IL-1α and CRP as key inflammatory mediators linking neuropathic pain, anxiety, and depression in major depressive disorder

Background: It’s common comorbidity for Major Depressive Disorder (MDD), anxiety, and pain, underpinned by shared chronic inflammatory processes, this study aimed to identify etiological inflammatory biomarkers, focusing on MDD individuals with anxiety and pain symptoms. Methods : This cross-sectional study enrolled 115 participants (75 MDD, 40 healthy controls). Depression and anxiety symptoms were assessed by Hamilton Depression Rating Scale-24 (HAMD-24)/ Beck Depression Inventory-II (BDI-II) and Hamilton Anxiety Rating Scale-14 (HAMA-14)/Beck Anxiety Inventory (BAI),respectively.
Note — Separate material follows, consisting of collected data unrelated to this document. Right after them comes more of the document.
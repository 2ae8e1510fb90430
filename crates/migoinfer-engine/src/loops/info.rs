//! Loop information and the condition tree.

use std::collections::HashMap;

use migoinfer_ssa::{InstrKind, Program, ValueId};

/// Index of a node in the condition tree arena.
type NodeIdx = usize;

/// A binary tree of loop conditions. True/false children may share
/// subtrees (short-circuit re-joins), so nodes live in an arena and link
/// by index.
#[derive(Debug, Default)]
struct BinNode {
    cond: Option<ValueId>,
    true_: Option<NodeIdx>,
    false_: Option<NodeIdx>,
    target: bool,
    prefix: Vec<String>,
}

/// Information about one candidate for-loop: the index variable, its
/// initial and step values, the condition tree, and the body/done block
/// indices. `params_ok` gates whether the loop influences MiGo output.
#[derive(Debug)]
pub struct Info {
    pub index_var: Option<ValueId>,
    pub init_val: i64,
    pub step_val: i64,
    pub loop_idx: usize,
    pub body_idx: usize,
    pub done_idx: usize,
    pub index_ok: bool,
    pub cond_ok: bool,

    nodes: Vec<BinNode>,
    root: Option<NodeIdx>,
    subtrees: HashMap<ValueId, NodeIdx>,
    prev_cond: Option<ValueId>,
    target: NodeIdx,
}

impl Info {
    pub fn new(loop_idx: usize) -> Info {
        let target = BinNode { target: true, ..BinNode::default() };
        Info {
            index_var: None,
            init_val: 0,
            step_val: 0,
            loop_idx,
            body_idx: 0,
            done_idx: 0,
            index_ok: false,
            cond_ok: false,
            nodes: vec![target],
            root: None,
            subtrees: HashMap::new(),
            prev_cond: None,
            target: 0,
        }
    }

    /// Installs the root condition; later calls are no-ops.
    pub fn set_cond(&mut self, cond: ValueId) {
        if self.root.is_none() {
            let idx = self.push(cond);
            self.root = Some(idx);
        }
    }

    pub fn root_cond(&self) -> Option<ValueId> {
        self.root.and_then(|r| self.nodes[r].cond)
    }

    /// Points the tree cursor at the conditional the next insertion
    /// hangs off.
    pub fn set_parent_cond(&mut self, prev_cond: ValueId) {
        self.prev_cond = Some(prev_cond);
    }

    fn push(&mut self, cond: ValueId) -> NodeIdx {
        let idx = self.nodes.len();
        self.nodes.push(BinNode { cond: Some(cond), ..BinNode::default() });
        self.subtrees.insert(cond, idx);
        idx
    }

    fn prev_node(&self) -> Option<NodeIdx> {
        self.prev_cond.and_then(|c| self.subtrees.get(&c).copied())
    }

    /// Inserts `cond` as the true-child of the previous condition.
    pub fn add_true(&mut self, cond: ValueId) {
        let Some(prev) = self.prev_node() else {
            log::error!(target: "loop", "add_true to subtree that does not exist");
            return;
        };
        if self.nodes[prev].true_.is_none() {
            let child = match self.subtrees.get(&cond) {
                // A previously visited node: sharing makes a re-join.
                Some(&idx) => idx,
                None => self.push(cond),
            };
            self.nodes[prev].true_ = Some(child);
        }
    }

    /// Inserts `cond` as the false-child of the previous condition.
    pub fn add_false(&mut self, cond: ValueId) {
        let Some(prev) = self.prev_node() else {
            log::error!(target: "loop", "add_false to subtree that does not exist");
            return;
        };
        if self.nodes[prev].false_.is_none() {
            let child = match self.subtrees.get(&cond) {
                Some(&idx) => idx,
                None => self.push(cond),
            };
            self.nodes[prev].false_ = Some(child);
        }
    }

    /// Attaches the loop-body sentinel at the current tree position.
    pub fn mark_target(&mut self) {
        let Some(prev) = self.prev_node() else {
            log::error!(target: "loop", "mark_target to subtree that does not exist");
            return;
        };
        self.nodes[prev].true_ = Some(self.target);
    }

    /// True iff both the index variable and the condition were
    /// recognised and the condition mentions the index.
    pub fn params_ok(&self) -> bool {
        self.index_var.is_some()
            && self.index_ok
            && self.root_cond().is_some()
            && self.cond_ok
    }

    /// Serialises the loop header `v = init; (cond); v = v ± step`.
    pub fn render(&mut self, prog: &Program) -> String {
        let Some(iv) = self.index_var else {
            return String::new();
        };
        let name = prog.value(iv).name.clone();
        let mut out = format!("{} = {}; ", name, self.init_val);
        if self.root.is_some() {
            self.calc_prefix(prog);
            let exprs = self.collect(self.root.unwrap(), prog, &mut Vec::new());
            out.push_str(&format!("{}; ", exprs.join("||")));
        }
        if self.step_val >= 0 {
            out.push_str(&format!("{} = {} + {}", name, name, self.step_val));
        } else {
            out.push_str(&format!("{} = {} - {}", name, name, -self.step_val));
        }
        out
    }

    /// Propagates ancestor conditions into each node's prefix so the
    /// serialised expression carries the short-circuit structure.
    fn calc_prefix(&mut self, prog: &Program) {
        for n in &mut self.nodes {
            n.prefix.clear();
        }
        let mut queue = vec![self.root.unwrap()];
        let mut visited = vec![false; self.nodes.len()];
        while !queue.is_empty() {
            let t = queue.remove(0);
            if visited[t] {
                continue;
            }
            visited[t] = true;
            let t_true = self.true_string(t, prog);
            let t_false = self.false_string(t, prog);
            if let Some(child) = self.nodes[t].true_ {
                self.nodes[child].prefix.push(t_true);
                queue.push(child);
            }
            if let Some(child) = self.nodes[t].false_ {
                self.nodes[child].prefix.push(t_false);
                queue.push(child);
            }
        }
    }

    /// Enumerates the disjunction branches ending in the loop target.
    fn collect(&self, t: NodeIdx, prog: &Program, seen: &mut Vec<NodeIdx>) -> Vec<String> {
        if seen.contains(&t) {
            return Vec::new();
        }
        seen.push(t);
        if let Some(child) = self.nodes[t].true_ {
            if self.nodes[child].target {
                return vec![self.true_string(t, prog)];
            }
        }
        let mut exprs = Vec::new();
        if let Some(child) = self.nodes[t].true_ {
            exprs.extend(self.collect(child, prog, seen));
        }
        if let Some(child) = self.nodes[t].false_ {
            exprs.extend(self.collect(child, prog, seen));
        }
        exprs
    }

    fn true_string(&self, t: NodeIdx, prog: &Program) -> String {
        let node = &self.nodes[t];
        if node.target {
            return "TARGET".to_string();
        }
        let this = node.cond.map(|c| expr_to_string(prog, c)).unwrap_or_default();
        if node.prefix.is_empty() {
            return this;
        }
        node.prefix
            .iter()
            .map(|p| format!("({} && {})", p, this))
            .collect::<Vec<_>>()
            .join("||")
    }

    fn false_string(&self, t: NodeIdx, prog: &Program) -> String {
        let node = &self.nodes[t];
        let this = node.cond.map(|c| expr_to_string(prog, c)).unwrap_or_default();
        if node.prefix.is_empty() {
            return format!("!{}", this);
        }
        node.prefix
            .iter()
            .map(|p| format!("({} && !{})", p, this))
            .collect::<Vec<_>>()
            .join("||")
    }
}

/// Renders a conditional expression in source-level notation.
pub fn expr_to_string(prog: &Program, expr: ValueId) -> String {
    if let Some(n) = prog.int_const(expr) {
        return format!("{}", n);
    }
    match prog.def_instr(expr).map(|i| &i.kind) {
        Some(InstrKind::BinOp { op, x, y }) => format!(
            "({}{}{})",
            expr_to_string(prog, *x),
            op.symbol(),
            expr_to_string(prog, *y)
        ),
        _ => prog.value(expr).name.clone(),
    }
}

/// True if the condition expression mentions the index variable.
pub fn uses_index_var(prog: &Program, cond: ValueId, index: ValueId) -> bool {
    match prog.def_instr(cond).map(|i| &i.kind) {
        Some(InstrKind::BinOp { x, y, .. }) => {
            uses_index_var(prog, *x, index) || uses_index_var(prog, *y, index)
        }
        Some(InstrKind::UnOp { x, .. }) => uses_index_var(prog, *x, index),
        _ => cond == index,
    }
}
Short-Form McGill Pain Questionnaire-2 (SF-MPQ-2) and Prospective and Retrospective Memory Questionnaire (PRMQ) were to evaluate the pain feature and memory function respectively. Serum levels of 18 cytokines and chemokines, including interleukin-1α ( IL-1α) and C-reactive protein (CRP), were validated using Meso Scale Discovery. Data analysis included robust Ordinary Least Squares (OLS) regression, serial mediation (PROCESS models), Gaussian Graphical Models, and Gradient Boosted Regression (GBR) with SHapley Additive exPlanations (SHAP) values. Results: MDD patients displayed significantly higher IL-1α and CRP levels, greater pain sensitivity, and more cognitive impairment compared to controls. Multivariate regression confirmed a significant positive link between IL-1α and neuropathic pain ( β =0.25, p =0.014). Serial mediation models revealed a crucial indirect pathway: IL-1α did not directly cause depressive symptoms but acted sequentially: IL-1α → neuropathic pain → subjective anxiety → depressive symptoms. High CRP levels exacerbated the relationship between anxiety and neuropathic pain. GBR analysis confirmed IL-1α as the most significant feature predicting pain. Conclusions: The findings highlight IL-1α and CRP as key inflammatory mediators contributing to the interplay between pain, anxiety, and depressive symptoms. These results underscore the importance of targeting inflammation-related pathways in the assessment and treatment of pain in the MDD.